*INSTRUCTIONS FOR THE TASK*:
Only a number is expected: how many lines in the entries that follow contain the word "FromRequestParts"?
*** PROVIDED MATERIAL ***
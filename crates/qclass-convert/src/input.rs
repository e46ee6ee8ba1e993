//! Input descriptors and validated conversion requests.

use std::fmt;

use rand::Rng;

use crate::error::{ConvertError, ConvertResult};
use crate::representation::Representation;

/// Length of generated value and file names.
pub const GENERATED_NAME_LEN: usize = 10;

const LETTERS: &[u8] = b"abcdefghijklmnopqrstuvwxyzABCDEFGHIJKLMNOPQRSTUVWXYZ";

/// Random ASCII-letter string. Letters only so the result is always a valid
/// identifier as well as a file name.
pub fn random_letters(len: usize) -> String {
    let mut rng = rand::thread_rng();
    (0..len)
        .map(|_| LETTERS[rng.gen_range(0..LETTERS.len())] as char)
        .collect()
}

/// Whether `name` can be used as a Python variable name.
pub fn is_identifier(name: &str) -> bool {
    let mut chars = name.chars();
    match chars.next() {
        Some(c) if c == '_' || c.is_ascii_alphabetic() => {}
        _ => return false,
    }
    chars.all(|c| c == '_' || c.is_ascii_alphanumeric())
}

/// Parameters each source representation needs beyond the expression text.
#[derive(Debug, Clone, PartialEq, Eq)]
pub enum InputDescriptor {
    /// The expression builds a circuit bound to `value_name`.
    Circuit { value_name: String },

    /// The expression is a matrix literal, assigned to a generated name.
    Matrix {
        value_name: String,
        num_qubits: u32,
        measure: bool,
    },

    /// The expression text is a self-contained bra-ket string.
    Dirac,
}

impl InputDescriptor {
    /// Circuit input bound to the given variable name.
    pub fn circuit(value_name: impl Into<String>) -> Self {
        InputDescriptor::Circuit {
            value_name: value_name.into(),
        }
    }

    /// Matrix input with a freshly generated value name.
    pub fn matrix(num_qubits: u32, measure: bool) -> Self {
        InputDescriptor::Matrix {
            value_name: random_letters(GENERATED_NAME_LEN),
            num_qubits,
            measure,
        }
    }

    /// Dirac notation input.
    pub fn dirac() -> Self {
        InputDescriptor::Dirac
    }

    /// Replace the value name. No-op for Dirac input.
    pub fn with_value_name(mut self, name: impl Into<String>) -> Self {
        match &mut self {
            InputDescriptor::Circuit { value_name }
            | InputDescriptor::Matrix { value_name, .. } => {
                *value_name = name.into();
            }
            InputDescriptor::Dirac => {}
        }
        self
    }

    /// Representation this descriptor belongs to.
    pub fn representation(&self) -> Representation {
        match self {
            InputDescriptor::Circuit { .. } => Representation::Circuit,
            InputDescriptor::Matrix { .. } => Representation::Matrix,
            InputDescriptor::Dirac => Representation::Dirac,
        }
    }

    /// Variable name the expression value is bound to, if any.
    pub fn value_name(&self) -> Option<&str> {
        match self {
            InputDescriptor::Circuit { value_name }
            | InputDescriptor::Matrix { value_name, .. } => Some(value_name),
            InputDescriptor::Dirac => None,
        }
    }
}

impl fmt::Display for InputDescriptor {
    fn fmt(&self, f: &mut fmt::Formatter<'_>) -> fmt::Result {
        match self {
            InputDescriptor::Circuit { value_name } => write!(f, "value_name : {value_name}"),
            InputDescriptor::Matrix {
                value_name,
                num_qubits,
                measure,
            } => write!(
                f,
                "value_name : {value_name}, num_qubits : {num_qubits}, measure : {measure}"
            ),
            InputDescriptor::Dirac => f.write_str("dirac"),
        }
    }
}

/// A validated conversion request. Holding one guarantees the synthesizer
/// can handle it.
#[derive(Debug, Clone, PartialEq, Eq)]
pub struct ConversionRequest {
    source: Representation,
    target: Representation,
    input: InputDescriptor,
    expression: String,
    show_result: bool,
}

impl ConversionRequest {
    /// Validate and compose a request.
    pub fn new(
        source: Representation,
        target: Representation,
        input: InputDescriptor,
        expression: impl Into<String>,
        show_result: bool,
    ) -> ConvertResult<Self> {
        if source.is_none() {
            return Err(ConvertError::MissingInput(
                "source representation is not selected".into(),
            ));
        }
        if target.is_none() {
            return Err(ConvertError::MissingInput(
                "target representation is not selected".into(),
            ));
        }
        if source == Representation::Matrix && target == Representation::Dirac {
            return Err(ConvertError::RuleViolation {
                from: source,
                to: target,
            });
        }
        if !source.can_convert_to(target) {
            return Err(ConvertError::IllegalConversion {
                from: source,
                to: target,
            });
        }
        if input.representation() != source {
            return Err(ConvertError::InvalidInput(format!(
                "{} input given for {source} source",
                input.representation()
            )));
        }
        if let Some(name) = input.value_name() {
            if !is_identifier(name) {
                return Err(ConvertError::InvalidInput(format!(
                    "'{name}' is not a valid value name"
                )));
            }
        }
        if let InputDescriptor::Matrix { num_qubits: 0, .. } = input {
            return Err(ConvertError::InvalidInput(
                "number of qubits must be positive".into(),
            ));
        }

        let expression = expression.into();
        if expression.trim().is_empty() {
            return Err(ConvertError::MissingInput("expression text is empty".into()));
        }

        Ok(Self {
            source,
            target,
            input,
            expression,
            show_result,
        })
    }

    pub fn source(&self) -> Representation {
        self.source
    }

    pub fn target(&self) -> Representation {
        self.target
    }

    pub fn input(&self) -> &InputDescriptor {
        &self.input
    }

    pub fn expression(&self) -> &str {
        &self.expression
    }

    pub fn show_result(&self) -> bool {
        self.show_result
    }

    /// Source and target are the same: re-render without converting.
    pub fn is_identity(&self) -> bool {
        self.source == self.target
    }
}
//! Convert command implementation.

use std::path::{Path, PathBuf};
use std::time::Duration;

use anyhow::{Context, Result};
use console::style;
use indicatif::{ProgressBar, ProgressStyle};
use qclass_convert::{ConverterConfig, ConverterModel};

use super::common::{RequestArgs, load_config};

/// Overrides applied on top of the loaded configuration.
#[derive(Debug, Default, Clone)]
pub struct ConfigOverrides {
    pub python: Option<String>,
    pub timeout: Option<u64>,
    pub dpi: Option<u32>,
    pub no_tex: bool,
}

impl ConfigOverrides {
    pub fn apply(&self, mut config: ConverterConfig) -> ConverterConfig {
        if let Some(python) = &self.python {
            config = config.with_python(python);
        }
        if let Some(secs) = self.timeout {
            // 0 disables the limit
            let timeout = (secs > 0).then(|| Duration::from_secs(secs));
            config = config.with_timeout(timeout);
        }
        if let Some(dpi) = self.dpi {
            config = config.with_dpi(dpi);
        }
        if self.no_tex {
            config = config.with_use_tex(false);
        }
        config
    }
}

/// Execute the convert command.
pub async fn execute(
    config_path: Option<&str>,
    request: &RequestArgs,
    overrides: &ConfigOverrides,
    output: Option<&str>,
) -> Result<()> {
    let config = overrides.apply(load_config(config_path)?);
    config.validate()?;

    println!(
        "{} Converting {} to {}",
        style("→").cyan().bold(),
        style(request.from).green(),
        style(request.to).green()
    );

    let mut model = ConverterModel::new(config);
    request.apply(&mut model)?;

    let spinner = ProgressBar::new_spinner();
    spinner.set_style(
        ProgressStyle::default_spinner()
            .template("{spinner:.cyan} {msg}")
            .unwrap(),
    );
    spinner.set_message("Running conversion...");
    spinner.enable_steady_tick(Duration::from_millis(100));

    let outcome = tokio::select! {
        result = model.convert_and_draw() => Some(result.map(Path::to_path_buf)),
        _ = tokio::signal::ctrl_c() => None,
    };
    spinner.finish_and_clear();

    let image = match outcome {
        Some(Ok(image)) => image,
        Some(Err(e)) => {
            anyhow::bail!("{} ({e})", e.kind().user_message());
        }
        None => {
            model.shutdown();
            anyhow::bail!("Interrupted");
        }
    };
    tracing::debug!("Rendered {}", image.display());

    let saved = match model.take_result_image() {
        Some(result) => save_image(result, output)?,
        None => image,
    };
    model.shutdown();

    println!(
        "{} Result image: {}",
        style("✓").green().bold(),
        style(saved.display()).cyan()
    );

    Ok(())
}

/// Copy the result to `output` (dropping the original), or keep it in place.
fn save_image(result: qclass_convert::ResultImage, output: Option<&str>) -> Result<PathBuf> {
    let Some(output) = output else {
        return Ok(result.keep());
    };

    let target = PathBuf::from(output);
    std::fs::copy(result.path(), &target)
        .with_context(|| format!("Failed to write output file: {output}"))?;
    result.remove();
    Ok(target)
}
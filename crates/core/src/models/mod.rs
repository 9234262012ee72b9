//! Storefront entities.
//!
//! These are validated domain objects, separate from database row types.
//! Derived values (line totals, savings, order totals) are computed here so
//! the storefront and CLI agree on them.

pub mod billing;
pub mod item;
pub mod order;
pub mod user;

pub use billing::{
    BillingAddress, Coupon, MAX_ADDRESS_FIELD_LENGTH, MAX_CHARGE_ID_LENGTH, MAX_COUPON_CODE_LENGTH,
    NewBillingAddress, Payment, Refund,
};
pub use item::{Item, ItemError, MAX_TITLE_LENGTH, NewItem};
pub use order::{CartLine, Order, OrderItem, OrderSummary, OrderView};
pub use user::{OwnerName, User};
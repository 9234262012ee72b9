//! Authentication middleware and extractors.
//!
//! Provides extractors for requiring a logged-in user in route handlers.

use axum::{
    Json,
    extract::FromRequestParts,
    http::{StatusCode, request::Parts},
    response::{IntoResponse, Response},
};
use serde_json::json;
use tower_sessions::Session;

use crate::models::{CurrentUser, session_keys};

/// Extractor that requires a logged-in user.
///
/// If nobody is logged in, the request is rejected with `401 Unauthorized`.
///
/// # Example
///
/// ```rust,ignore
/// async fn protected_handler(
///     RequireUser(user): RequireUser,
/// ) -> impl IntoResponse {
///     format!("Hello, {}!", user.username)
/// }
/// ```
pub struct RequireUser(pub CurrentUser);

/// Error returned when authentication is required but nobody is logged in.
#[derive(Debug)]
pub enum AuthRejection {
    /// The session layer isn't installed on this route.
    MissingSession,
    /// No user in the session.
    Unauthorized,
}

impl IntoResponse for AuthRejection {
    fn into_response(self) -> Response {
        match self {
            Self::MissingSession => {
                tracing::error!("session layer missing for authenticated route");
                StatusCode::INTERNAL_SERVER_ERROR.into_response()
            }
            Self::Unauthorized => (
                StatusCode::UNAUTHORIZED,
                Json(json!({ "error": "login required", "login_url": "/auth/login" })),
            )
                .into_response(),
        }
    }
}

impl<S> FromRequestParts<S> for RequireUser
where
    S: Send + Sync,
{
    type Rejection = AuthRejection;

    async fn from_request_parts(parts: &mut Parts, _state: &S) -> Result<Self, Self::Rejection> {
        // Set by SessionManagerLayer
        let session = parts
            .extensions
            .get::<Session>()
            .ok_or(AuthRejection::MissingSession)?;

        let user: CurrentUser = session
            .get(session_keys::CURRENT_USER)
            .await
            .ok()
            .flatten()
            .ok_or(AuthRejection::Unauthorized)?;

        Ok(Self(user))
    }
}

/// Extractor that optionally gets the current user.
///
/// Unlike `RequireUser`, this does not reject the request if nobody is logged in.
pub struct OptionalUser(pub Option<CurrentUser>);

impl<S> FromRequestParts<S> for OptionalUser
where
    S: Send + Sync,
{
    type Rejection = std::convert::Infallible;

    async fn from_request_parts(parts: &mut Parts, _state: &S) -> Result<Self, Self::Rejection> {
        let user = match parts.extensions.get::<Session>() {
            Some(session) => session
                .get::<CurrentUser>(session_keys::CURRENT_USER)
                .await
                .ok()
                .flatten(),
            None => None,
        };

        Ok(Self(user))
    }
}

/// Helper to set the current user in the session.
///
/// The session ID is cycled first so a pre-login session can't be fixated.
///
/// # Errors
///
/// Returns an error if the session cannot be modified.
pub async fn set_current_user(
    session: &Session,
    user: &CurrentUser,
) -> Result<(), tower_sessions::session::Error> {
    session.cycle_id().await?;
    session.insert(session_keys::CURRENT_USER, user).await
}

/// Helper to clear the current user from the session (logout).
///
/// # Errors
///
/// Returns an error if the session cannot be modified.
pub async fn clear_current_user(session: &Session) -> Result<(), tower_sessions::session::Error> {
    session.flush().await
}

#[cfg(test)]
#[allow(clippy::unwrap_used)]
mod tests {
    use super::*;
    use axum::http::Request;

    #[tokio::test]
    async fn test_optional_user_without_session_is_none() {
        let (mut parts, ()) = Request::builder().uri("/").body(()).unwrap().into_parts();
        let OptionalUser(user) = OptionalUser::from_request_parts(&mut parts, &())
            .await
            .unwrap();
        assert!(user.is_none());
    }

    #[tokio::test]
    async fn test_require_user_without_session_is_rejected() {
        let (mut parts, ()) = Request::builder().uri("/").body(()).unwrap().into_parts();
        let result = RequireUser::from_request_parts(&mut parts, &()).await;
        assert!(matches!(result, Err(AuthRejection::MissingSession)));
    }

    #[test]
    fn test_unauthorized_status() {
        let response = AuthRejection::Unauthorized.into_response();
        assert_eq!(response.status(), StatusCode::UNAUTHORIZED);
    }
}
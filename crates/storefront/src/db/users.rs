//! User repository for database operations.

use chrono::{DateTime, Utc};
use sqlx::PgPool;

use outfitter_core::{Email, User, UserId};

use super::{RepositoryError, conflict_on_unique, decode_column};

#[derive(Debug, sqlx::FromRow)]
struct UserRow {
    id: i32,
    username: String,
    email: Option<String>,
    date_joined: DateTime<Utc>,
}

impl TryFrom<UserRow> for User {
    type Error = RepositoryError;

    fn try_from(row: UserRow) -> Result<Self, Self::Error> {
        let email = row
            .email
            .map(|e| decode_column("email", Email::parse(&e)))
            .transpose()?;

        Ok(Self {
            id: UserId::new(row.id),
            username: row.username,
            email,
            date_joined: row.date_joined,
        })
    }
}

#[derive(Debug, sqlx::FromRow)]
struct UserWithPasswordRow {
    #[sqlx(flatten)]
    user: UserRow,
    password_hash: Option<String>,
}

/// Repository for user database operations.
pub struct UserRepository<'a> {
    pool: &'a PgPool,
}

impl<'a> UserRepository<'a> {
    /// Create a new user repository.
    #[must_use]
    pub const fn new(pool: &'a PgPool) -> Self {
        Self { pool }
    }

    /// Get a user by their ID.
    ///
    /// # Errors
    ///
    /// Returns `RepositoryError::Database` if the query fails.
    /// Returns `RepositoryError::DataCorruption` if the stored email is invalid.
    pub async fn get_by_id(&self, id: UserId) -> Result<Option<User>, RepositoryError> {
        let row = sqlx::query_as::<_, UserRow>(
            r"
            SELECT id, username, email, date_joined
            FROM storefront.user
            WHERE id = $1
            ",
        )
        .bind(id)
        .fetch_optional(self.pool)
        .await?;

        row.map(User::try_from).transpose()
    }

    /// Get a user by username (case-sensitive, as stored).
    ///
    /// # Errors
    ///
    /// Returns `RepositoryError::Database` if the query fails.
    pub async fn get_by_username(&self, username: &str) -> Result<Option<User>, RepositoryError> {
        let row = sqlx::query_as::<_, UserRow>(
            r"
            SELECT id, username, email, date_joined
            FROM storefront.user
            WHERE username = $1
            ",
        )
        .bind(username)
        .fetch_optional(self.pool)
        .await?;

        row.map(User::try_from).transpose()
    }

    /// Create a user together with their password hash.
    ///
    /// # Errors
    ///
    /// Returns `RepositoryError::Conflict` if the username is taken.
    /// Returns `RepositoryError::Database` for other database errors.
    pub async fn create_with_password(
        &self,
        username: &str,
        email: Option<&Email>,
        password_hash: &str,
    ) -> Result<User, RepositoryError> {
        let mut tx = self.pool.begin().await?;

        let row = sqlx::query_as::<_, UserRow>(
            r"
            INSERT INTO storefront.user (username, email)
            VALUES ($1, $2)
            RETURNING id, username, email, date_joined
            ",
        )
        .bind(username)
        .bind(email.map(Email::as_str))
        .fetch_one(&mut *tx)
        .await
        .map_err(|e| conflict_on_unique(e, "username"))?;

        let user = User::try_from(row)?;

        sqlx::query(
            r"
            INSERT INTO storefront.user_password (user_id, password_hash)
            VALUES ($1, $2)
            ",
        )
        .bind(user.id)
        .bind(password_hash)
        .execute(&mut *tx)
        .await?;

        tx.commit().await?;

        Ok(user)
    }

    /// Get a user and their password hash by username.
    ///
    /// Returns `None` if the user doesn't exist or has no password set.
    ///
    /// # Errors
    ///
    /// Returns `RepositoryError::Database` if the query fails.
    pub async fn get_password_hash(
        &self,
        username: &str,
    ) -> Result<Option<(User, String)>, RepositoryError> {
        let row = sqlx::query_as::<_, UserWithPasswordRow>(
            r"
            SELECT u.id, u.username, u.email, u.date_joined, p.password_hash
            FROM storefront.user u
            LEFT JOIN storefront.user_password p ON u.id = p.user_id
            WHERE u.username = $1
            ",
        )
        .bind(username)
        .fetch_optional(self.pool)
        .await?;

        let Some(row) = row else {
            return Ok(None);
        };
        let Some(password_hash) = row.password_hash else {
            return Ok(None);
        };

        Ok(Some((User::try_from(row.user)?, password_hash)))
    }

    /// Delete a user.
    ///
    /// Their order items, orders and billing addresses go with them; their
    /// payments stay, detached.
    ///
    /// # Errors
    ///
    /// Returns `RepositoryError::NotFound` if the user doesn't exist.
    pub async fn delete(&self, id: UserId) -> Result<(), RepositoryError> {
        let result = sqlx::query("DELETE FROM storefront.user WHERE id = $1")
            .bind(id)
            .execute(self.pool)
            .await?;

        if result.rows_affected() == 0 {
            return Err(RepositoryError::NotFound);
        }
        tracing::info!(user_id = %id, "user deleted");
        Ok(())
    }
}
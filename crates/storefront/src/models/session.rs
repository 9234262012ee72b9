//! Session-related types.
//!
//! Types stored in the session for authentication state.

use serde::{Deserialize, Serialize};

use outfitter_core::{User, UserId};

/// Session-stored user identity.
///
/// Minimal data stored in the session to identify the logged-in user.
#[derive(Debug, Clone, PartialEq, Eq, Serialize, Deserialize)]
pub struct CurrentUser {
    /// User's database ID.
    pub id: UserId,
    /// Username at login time.
    pub username: String,
}

impl From<&User> for CurrentUser {
    fn from(user: &User) -> Self {
        Self {
            id: user.id,
            username: user.username.clone(),
        }
    }
}

/// Session keys for authentication data.
pub mod keys {
    /// Key for storing the current logged-in user.
    pub const CURRENT_USER: &str = "current_user";
}
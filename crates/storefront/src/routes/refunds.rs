//! Refund request handler.
//!
//! Customers quote the reference code from their order confirmation; no
//! login is needed.

use axum::{Json, extract::State, http::StatusCode};
use serde::{Deserialize, Serialize};
use tracing::instrument;

use outfitter_core::{Email, RefCode, RefundId};

use crate::db::{RefundRepository, RepositoryError};
use crate::error::{AppError, Result};
use crate::state::AppState;

/// Refund request form data.
#[derive(Debug, Deserialize)]
pub struct RefundForm {
    pub ref_code: String,
    #[serde(alias = "message")]
    pub reason: String,
    pub email: String,
}

/// Response after filing a refund request.
#[derive(Debug, Serialize)]
pub struct RefundRequested {
    pub message: &'static str,
    pub refund_id: RefundId,
}

/// File a refund request for a placed order.
#[instrument(skip_all, fields(ref_code = %form.ref_code))]
pub async fn request_refund(
    State(state): State<AppState>,
    Json(form): Json<RefundForm>,
) -> Result<(StatusCode, Json<RefundRequested>)> {
    let not_found = || AppError::NotFound("This order does not exist".to_owned());

    let ref_code = RefCode::parse(&form.ref_code).map_err(|_| not_found())?;
    let email =
        Email::parse(&form.email).map_err(|e| AppError::BadRequest(format!("invalid email: {e}")))?;
    if form.reason.trim().is_empty() {
        return Err(AppError::BadRequest("reason is required".to_owned()));
    }

    let refund = RefundRepository::new(state.pool())
        .request(&ref_code, &form.reason, &email)
        .await
        .map_err(|e| match e {
            RepositoryError::NotFound => not_found(),
            other => AppError::Database(other),
        })?;

    Ok((
        StatusCode::CREATED,
        Json(RefundRequested {
            message: "Your request was received.",
            refund_id: refund.id,
        }),
    ))
}

#[cfg(test)]
#[allow(clippy::unwrap_used)]
mod tests {
    use super::*;

    #[test]
    fn test_form_accepts_message_alias() {
        let form: RefundForm = serde_json::from_str(
            r#"{"ref_code":"abc","message":"Too big","email":"a@b.co"}"#,
        )
        .unwrap();
        assert_eq!(form.reason, "Too big");
    }
}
***
*RESULT OF THE EXERCISE*:
3